Voyages of Myth & Memory: Gun Island by Amitav Ghosh
About this Blog
This blog is written as a response to the Flipped Learning (FL) Activity on Gun Island by Amitav Ghosh, assigned by Prof. Dilip Barad, Department of English, M.K. Bhavnagar University. The activity required students to watch a series of video lessons, complete two worksheets using Generative AI tools, and write a reflective blog embedding each video with critical notes. This blog fulfils all those requirements. The worksheet questions answered here are drawn from Prof. Barad's blog on Gun Island.
Why Gun Island Still Matters
Amitav Ghosh's Gun Island (2019) is not simply a novel — it is a reckoning. Published two years after his celebrated non-fiction work The Great Derangement, the book enacts in fiction precisely what that earlier volume argued: that literature must find new forms and new mythologies to honestly confront the planetary crisis of climate change. Following the reluctant rationalist Dinanath "Deen" Datta — a Brooklyn-based dealer of rare books — across three continents and five centuries of folklore, Ghosh weaves together the legend of the Bonduki Sadagar (the Gun Merchant), the wrath of the snake goddess Manasa Devi, the displacement of migrants crossing Mediterranean waters, the fires of Los Angeles, and the sinking streets of Venice into one urgent, panoramic story.
What makes the novel both challenging and rewarding is its insistence that myth and history are not opposites. They are partners. The ancient tale of a merchant fleeing divine wrath maps with uncanny precision onto the contemporary crisis of humans fleeing ecological collapse. To read Gun Island carefully is to discover that the stories our ancestors told were, in ways they could not have imagined, already warning us about right now.
This blog walks through each video lesson from Prof. Dilip Barad's teaching series, offering summaries, critical notes, and responses to the worksheet questions embedded in the course. The aim is not merely to summarise, but to think to connect the chapters of this remarkable novel to the larger world outside its pages.
Meeting the World of Gun Island
The three summary videos form the backbone of our introduction to the novel. Each traces a geographical and emotional arc: the mystical Sundarbans in Part I, the sprawling American landscape in Part II, and the waterlogged grandeur of Venice in Part III. Together they demonstrate how Ghosh transforms a road novel — or rather a sea-and-air novel — into an ecological parable.
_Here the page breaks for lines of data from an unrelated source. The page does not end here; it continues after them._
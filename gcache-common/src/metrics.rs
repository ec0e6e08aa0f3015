// Copyright 2026 gcache Project Authors
//
// Licensed under the Apache License, Version 2.0 (the "License");
// you may not use this file except in compliance with the License.
// You may obtain a copy of the License at
//
//     http://www.apache.org/licenses/LICENSE-2.0
//
// Unless required by applicable law or agreed to in writing, software
// distributed under the License is distributed on an "AS IS" BASIS,
// WITHOUT WARRANTIES OR CONDITIONS OF ANY KIND, either express or implied.
// See the License for the specific language governing permissions and
// limitations under the License.

use std::sync::atomic::{AtomicU64, Ordering};

use serde::{Deserialize, Serialize};

/// Counters of a cache instance.
///
/// All counters are updated with relaxed ordering, a snapshot is not a consistent cut.
#[derive(Debug, Default)]
pub struct Metrics {
    /// calls to `get`, including rejected ones
    pub gets: AtomicU64,
    /// gets served from the local cache
    pub hits: AtomicU64,
    /// gets that missed the local cache
    pub misses: AtomicU64,
    /// callers that entered the loader after a miss
    pub loads: AtomicU64,
    /// fills actually executed, callers that joined an inflight fill are not counted
    pub fills: AtomicU64,
    /// successful remote fetches
    pub peer_loads: AtomicU64,
    /// failed remote fetches
    pub peer_errors: AtomicU64,
    /// successful local getter calls
    pub local_loads: AtomicU64,
    /// failed local getter calls
    pub local_errors: AtomicU64,
    /// entries evicted from the local cache
    pub evictions: AtomicU64,
}

/// A point-in-time copy of [`Metrics`].
#[derive(Debug, Clone, Copy, Default, PartialEq, Eq, Serialize, Deserialize)]
pub struct MetricsSnapshot {
    /// See [`Metrics::gets`].
    pub gets: u64,
    /// See [`Metrics::hits`].
    pub hits: u64,
    /// See [`Metrics::misses`].
    pub misses: u64,
    /// See [`Metrics::loads`].
    pub loads: u64,
    /// See [`Metrics::fills`].
    pub fills: u64,
    /// See [`Metrics::peer_loads`].
    pub peer_loads: u64,
    /// See [`Metrics::peer_errors`].
    pub peer_errors: u64,
    /// See [`Metrics::local_loads`].
    pub local_loads: u64,
    /// See [`Metrics::local_errors`].
    pub local_errors: u64,
    /// See [`Metrics::evictions`].
    pub evictions: u64,
}

impl Metrics {
    /// Increase a counter by one.
    pub fn incr(counter: &AtomicU64) {
        counter.fetch_add(1, Ordering::Relaxed);
    }

    /// Take a snapshot of all counters.
    pub fn snapshot(&self) -> MetricsSnapshot {
        let load = |counter: &AtomicU64| counter.load(Ordering::Relaxed);
        MetricsSnapshot {
            gets: load(&self.gets),
            hits: load(&self.hits),
            misses: load(&self.misses),
            loads: load(&self.loads),
            fills: load(&self.fills),
            peer_loads: load(&self.peer_loads),
            peer_errors: load(&self.peer_errors),
            local_loads: load(&self.local_loads),
            local_errors: load(&self.local_errors),
            evictions: load(&self.evictions),
        }
    }
}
Critical Note: The Sundarbans as Sacred Geography
What Prof. Barad's first video helps us appreciate is that the Sundarbans is not merely a setting — it is an argument. The mangrove forests straddling India and Bangladesh are among the world's most climate-vulnerable ecosystems: rising sea levels, intensifying cyclones, and the retreat of freshwater are already displacing communities who have lived there for generations. By anchoring his myth-investigation in this place, Ghosh immediately connects the ancient legend of the merchant's flight from divine wrath to the contemporary reality of communities forced to move by ecological forces they did not create.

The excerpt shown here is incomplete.